Manifolds, Sheaves and Cohomology Semester WiSe 2022 / 23
Lecturer Jakob Werner, Niklas Kipp
Type of course (Veranstaltungsart) Seminar
German title Mannigfaltigkeiten, Garben und Kohomologie
Contents
The language of geometry has changed drastically in the last decades. New and fundamental ideas such as the language of sheaves and cohomology are now indispensable in many incarnations of geometry, such as the theory of complex analytic spaces, algebraic geometry, or non-archimedean geometry. This seminar is intended as an introduction to these ideas illustrating them by example with the most ubiquitous branch of geometry, the theory of manifolds.
A sheaf (of abelian groups) is an assignment which associates to every open subset of a topological space an abelian group, satisfying some locality condition.

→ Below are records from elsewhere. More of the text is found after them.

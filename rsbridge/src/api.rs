//! Module for interacting with the SDK function table
use rsbridge_sys as ffi;
use std::{fmt, sync::Arc};

/// A shared handle to the SDK function table.
///
/// Cheap to clone and safe to send to SDK threads; producers carry one so the handles they
/// receive can be released from wherever they end up.
#[derive(Clone)]
pub struct Api {
    sdk: Arc<dyn ffi::Sdk>,
}

impl Api {
    /// Wraps an SDK implementation.
    #[inline]
    pub fn new(sdk: impl ffi::Sdk) -> Self {
        Self { sdk: Arc::new(sdk) }
    }

    /// Wraps an SDK that is already shared.
    #[inline]
    pub fn from_arc(sdk: Arc<dyn ffi::Sdk>) -> Self {
        Self { sdk }
    }

    /// Returns the function table.
    #[inline]
    pub fn sdk(&self) -> &dyn ffi::Sdk {
        &*self.sdk
    }
}

impl fmt::Debug for Api {
    fn fmt(&self, f: &mut fmt::Formatter<'_>) -> fmt::Result {
        f.debug_struct("Api").finish_non_exhaustive()
    }
}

Examples in the theory of manifolds include the sheaves of continuous or differentiable functions, the sheaves of vector fields and sheaves of differential forms.
Differential forms can be used to define De Rham cohomology groups which measure the failure of certain differential equations on a manifold to be solvable. One goal of the seminar will be to understand De Rham's theorem which tells us that the De Rham cohomology groups do not depend on the differentiable structure of the manifold, but only on the underlying topological structure. Using some sheaf-theoretic machinery, this result is reduced to the fact that on an open ball of R^n, de Rham's differential equations are always solvable, i.e. the Poincaré lemma.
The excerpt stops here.